Legion is adapted from the Marvel comic of the same name, and comes to us from Noah Hawley who also brought us Fargo the series. Legion is a spin-off of the X-Men Franchise, but doesn't tie-in to any of the films or storylines you’re familiar with. It follows David Haller who was diagnosed as a schizophrenic from a very young age, but in fact his powers might make him one of the most powerful mutants there is. Hawley continues his collaboration with Jeff Russo by bringing him onto Legion, and as expected Russo delivers the goods for a score that excels in many areas.

The best part about Jeff Russo is his ability to merge style and substance to together so we get something that sounds unique enough that you feel like you could hold it in your hands, but is also so rich with character and story. Legion explores different styles such as bold melodies as well as synthetic textures that take us inside the mind of our main character. The music has a wonderful orchestral aesthetic that makes it feel big and alive, but underneath it all we really get to explore the psychosis of David Haller as a character. Ticks, blurbs, scratches and pulses all meant to replicate neurons firing in your brain are used to really take us into the head of the character. Then we hear these textures layered more with the traditional themes that Jeff has built for the series for an overall soundscape that is both retro and modern. Every now and then things don't mesh, but it hardly detracts from the overall effectiveness of the music.

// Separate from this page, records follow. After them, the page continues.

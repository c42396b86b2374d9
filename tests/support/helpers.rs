//! Test helper functions for integration tests
//!
//! Fake inference backends plus procedural helpers for building mirror
//! directories and image files.

use embedding_engine::error::{EngineError, Result};
use embedding_engine::inference::{BackendFactory, InferenceBackend, TensorBatch};
use embedding_engine::preprocess::TextBatch;
use embedding_engine::registry::{self, ModelFamily, ModelSpec};
use ndarray::{Array2, Array3, Array4, ArrayD, Axis};
use serde_json::{json, Map, Value};
use std::collections::HashSet;
use std::fs;
use std::path::Path;
use std::sync::{Arc, Mutex};

/// Word-level vocabulary shared by every textual test model.
pub const VOCAB: &[&str] = &[
    "[PAD]", "[UNK]", "what", "is", "a", "panda", "?", "hi", "The", "giant", "bear", "species",
    "endemic", "to", "China", ".", "hello", "world", "rust", "fast", "the", "cat", "sat",
    "on", "mat", "dog", "eats", "bamboo",
];

const UNK_ID: i64 = 1;

pub fn word_level_tokenizer() -> String {
    let vocab: Map<String, Value> = VOCAB
        .iter()
        .enumerate()
        .map(|(i, w)| (w.to_string(), Value::from(i as u64)))
        .collect();
    json!({
        "version": "1.0",
        "truncation": null,
        "padding": null,
        "added_tokens": [],
        "normalizer": null,
        "pre_tokenizer": {"type": "Whitespace"},
        "post_processor": null,
        "decoder": null,
        "model": {"type": "WordLevel", "vocab": vocab, "unk_token": "[UNK]"}
    })
    .to_string()
}

/// Lay out `spec`'s artifact the way the mirror source expects:
/// `<mirror>/<repo>/<file>`. The ONNX graph is a placeholder since the fake
/// backends never open it.
pub fn write_mirror_model(mirror: &Path, spec: &ModelSpec) {
    let repo_dir = mirror.join(spec.repo);
    for file in spec.artifact_files().iter().filter(|f| f.required) {
        let path = repo_dir.join(file.path);
        fs::create_dir_all(path.parent().unwrap()).unwrap();
        let contents = if file.path == "tokenizer.json" {
            word_level_tokenizer().into_bytes()
        } else {
            format!("placeholder for {}", spec.code).into_bytes()
        };
        fs::write(&path, contents).unwrap();
    }
    if spec.family.is_textual() {
        fs::write(repo_dir.join("config.json"), r#"{"pad_token_id": 0}"#).unwrap();
    }
}

/// Mirror every catalog model.
pub fn write_full_mirror(mirror: &Path) {
    for family in ModelFamily::ALL {
        for descriptor in registry::list_models(family) {
            let spec = registry::resolve(family, Some(&descriptor.code)).unwrap();
            write_mirror_model(mirror, spec);
        }
    }
}

pub fn write_png(path: &Path, width: u32, height: u32, rgb: [u8; 3]) {
    image::RgbImage::from_pixel(width, height, image::Rgb(rgb))
        .save(path)
        .unwrap();
}

pub fn l2_norm(v: &[f32]) -> f32 {
    v.iter().map(|x| x * x).sum::<f32>().sqrt()
}

pub fn assert_close(a: &[f32], b: &[f32]) {
    assert_eq!(a.len(), b.len());
    for (x, y) in a.iter().zip(b) {
        assert!((x - y).abs() < 1e-5, "{x} != {y}");
    }
}

/// Builds [`FakeBackend`]s and records the size of every batch they run.
#[derive(Clone, Default)]
pub struct FakeBackends {
    pub batches: Arc<Mutex<Vec<usize>>>,
    pub panic_on_run: bool,
    pub on_drop: Option<Arc<dyn Fn() + Send + Sync>>,
}

impl FakeBackends {
    pub fn panicking() -> Self {
        Self {
            panic_on_run: true,
            ..Self::default()
        }
    }

    /// Run `hook` whenever one of the built backends is dropped.
    pub fn with_drop_hook(mut self, hook: impl Fn() + Send + Sync + 'static) -> Self {
        self.on_drop = Some(Arc::new(hook));
        self
    }

    pub fn batch_sizes(&self) -> Vec<usize> {
        self.batches.lock().unwrap().clone()
    }

    pub fn calls(&self) -> usize {
        self.batches.lock().unwrap().len()
    }
}

impl BackendFactory for FakeBackends {
    fn create(&self, spec: &ModelSpec, _model_dir: &Path) -> Result<Box<dyn InferenceBackend>> {
        Ok(Box::new(FakeBackend {
            family: spec.family,
            dimension: spec.dimension.unwrap_or(1),
            batches: self.batches.clone(),
            panic_on_run: self.panic_on_run,
            on_drop: self.on_drop.clone(),
        }))
    }
}

/// Deterministic stand-in for an ONNX session. Outputs depend only on each
/// item's own tokens or pixels, never on the rest of the batch.
pub struct FakeBackend {
    family: ModelFamily,
    dimension: usize,
    batches: Arc<Mutex<Vec<usize>>>,
    panic_on_run: bool,
    on_drop: Option<Arc<dyn Fn() + Send + Sync>>,
}

impl Drop for FakeBackend {
    fn drop(&mut self) {
        if let Some(hook) = &self.on_drop {
            hook();
        }
    }
}

impl InferenceBackend for FakeBackend {
    fn run(&mut self, batch: &TensorBatch) -> Result<ArrayD<f32>> {
        self.batches.lock().unwrap().push(batch.len());
        if self.panic_on_run {
            panic!("fake backend exploded");
        }
        match (self.family, batch) {
            (ModelFamily::TextEmbedding, TensorBatch::Text(t)) => {
                Ok(hidden_states(t, self.dimension))
            }
            (ModelFamily::SparseTextEmbedding, TensorBatch::Text(t)) => {
                Ok(splade_logits(t, self.dimension))
            }
            (ModelFamily::Rerank, TensorBatch::Text(t)) => Ok(overlap_scores(t)),
            (ModelFamily::ImageEmbedding, TensorBatch::Pixels(p)) => {
                Ok(pixel_features(p, self.dimension))
            }
            _ => Err(EngineError::inference("fake backend got the wrong input kind")),
        }
    }
}

/// `[batch, seq, dim]`, each position a function of its token id.
fn hidden_states(batch: &TextBatch, dim: usize) -> ArrayD<f32> {
    let (b, s) = batch.input_ids.dim();
    Array3::from_shape_fn((b, s, dim), |(i, t, j)| {
        let id = batch.input_ids[[i, t]] as usize;
        ((id * 31 + j * 7) % 13) as f32 + 1.0
    })
    .into_dyn()
}

/// `[batch, seq, vocab]` with a positive logit only at each token's own id.
fn splade_logits(batch: &TextBatch, vocab: usize) -> ArrayD<f32> {
    let (b, s) = batch.input_ids.dim();
    Array3::from_shape_fn((b, s, vocab), |(i, t, j)| {
        if batch.input_ids[[i, t]] as usize == j {
            2.0
        } else {
            -1.0
        }
    })
    .into_dyn()
}

/// `[batch, 1]`: how many document tokens also occur in the query.
fn overlap_scores(batch: &TextBatch) -> ArrayD<f32> {
    let b = batch.len();
    let mut scores = Array2::<f32>::zeros((b, 1));
    for i in 0..b {
        let ids = batch.input_ids.row(i);
        let mask = batch.attention_mask.row(i);
        let types = batch.token_type_ids.row(i);
        let live = |t: usize| mask[t] == 1 && ids[t] != UNK_ID;

        let query: HashSet<i64> = (0..ids.len())
            .filter(|&t| live(t) && types[t] == 0)
            .map(|t| ids[t])
            .collect();
        let hits = (0..ids.len())
            .filter(|&t| live(t) && types[t] == 1 && query.contains(&ids[t]))
            .count();
        scores[[i, 0]] = hits as f32;
    }
    scores.into_dyn()
}

/// `[batch, dim]` from per-channel pixel means.
fn pixel_features(pixels: &Array4<f32>, dim: usize) -> ArrayD<f32> {
    let b = pixels.shape()[0];
    let mut out = Array2::<f32>::zeros((b, dim));
    for (i, image) in pixels.axis_iter(Axis(0)).enumerate() {
        let means: Vec<f32> = image
            .axis_iter(Axis(0))
            .map(|channel| channel.mean().unwrap_or(0.0))
            .collect();
        for j in 0..dim {
            out[[i, j]] = means[j % 3] + j as f32 * 0.001;
        }
    }
    out.into_dyn()
}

Legion is a robust score that fleshes out the character David Haller incredibly well. We have the strong thematic material that Jeff Russo is known for and he blends electronics into the orchestral fabric of the score to take us into the mind of David. Synth sounds and textures replicate neurons firing and help us as an audience explore the mind and emotions of the main character all through the music. From big thematic moments to smaller intimate character nuances, Legion’s narrative benefits from everything that Jeff Russo brings to the table.